START Dataset entries
//! Single-slot frame channel between the capture loop and its consumer.
//!
//! Capacity is one: the producer must [`reserve`](FrameSender::reserve) a
//! slot before capturing, so a slow consumer suspends capture instead of
//! letting encoded frames pile up.

use std::pin::Pin;
use std::task::{Context, Poll};

use futures::Stream;
use serde::{Deserialize, Serialize};
use tokio::sync::mpsc;

use crate::error::{DeskcastError, Result};
use crate::types::Rect;

/// One encoded screen region, positioned in frame coordinates.
#[derive(Clone, PartialEq, Eq, Serialize, Deserialize)]
pub struct ScreenRegionPayload {
    pub x: u32,
    pub y: u32,
    pub width: u32,
    pub height: u32,
    pub is_keyframe: bool,
    pub data: Vec<u8>,
}

impl ScreenRegionPayload {
    pub fn new(region: Rect, is_keyframe: bool, data: Vec<u8>) -> Self {
        Self {
            x: region.x,
            y: region.y,
            width: region.width,
            height: region.height,
            is_keyframe,
            data,
        }
    }

    pub fn region(&self) -> Rect {
        Rect::new(self.x, self.y, self.width, self.height)
    }
}

impl std::fmt::Debug for ScreenRegionPayload {
    fn fmt(&self, f: &mut std::fmt::Formatter<'_>) -> std::fmt::Result {
        f.debug_struct("ScreenRegionPayload")
            .field("x", &self.x)
            .field("y", &self.y)
            .field("width", &self.width)
            .field("height", &self.height)
            .field("is_keyframe", &self.is_keyframe)
            .field("data_len", &self.data.len())
            .finish()
    }
}

/// Create a connected sender/stream pair with a single buffered slot.
pub fn frame_channel() -> (FrameSender, FrameStream) {
    let (tx, rx) = mpsc::channel(1);
    (FrameSender { tx }, FrameStream { rx })
}

// ── Sender ───────────────────────────────────────────────────────

#[derive(Debug, Clone)]
pub struct FrameSender {
    tx: mpsc::Sender<ScreenRegionPayload>,
}

impl FrameSender {
    /// Wait for the slot to be free. Fails once the stream is dropped.
    pub async fn reserve(&self) -> Result<FrameSlot> {
        let permit = self
            .tx
            .clone()
            .reserve_owned()
            .await
            .map_err(|_| DeskcastError::ChannelClosed)?;
        Ok(FrameSlot { permit })
    }
}

/// A reserved slot. Dropping it without sending frees the slot again.
#[derive(Debug)]
pub struct FrameSlot {
    permit: mpsc::OwnedPermit<ScreenRegionPayload>,
}

impl FrameSlot {
    pub fn send(self, payload: ScreenRegionPayload) {
        self.permit.send(payload);
    }
}

// ── Stream ───────────────────────────────────────────────────────

#[derive(Debug)]
pub struct FrameStream {
    rx: mpsc::Receiver<ScreenRegionPayload>,
}

impl FrameStream {
    /// Next payload, or `None` once every sender is gone.
    pub async fn recv(&mut self) -> Option<ScreenRegionPayload> {
        self.rx.recv().await
    }

    pub fn try_recv(&mut self) -> Option<ScreenRegionPayload> {
        self.rx.try_recv().ok()
    }
}

impl Stream for FrameStream {
    type Item = ScreenRegionPayload;

    fn poll_next(mut self: Pin<&mut Self>, cx: &mut Context<'_>) -> Poll<Option<Self::Item>> {
        self.rx.poll_recv(cx)
    }
}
END Dataset entries
#### Directions:
In the entries above, identify every line with the string "Result".

#### Answer box:
use crate::error::{DeskcastError, Result};
    fn fmt(&self, f: &mut std::fmt::Formatter<'_>) -> std::fmt::Result {
    pub async fn reserve(&self) -> Result<FrameSlot> {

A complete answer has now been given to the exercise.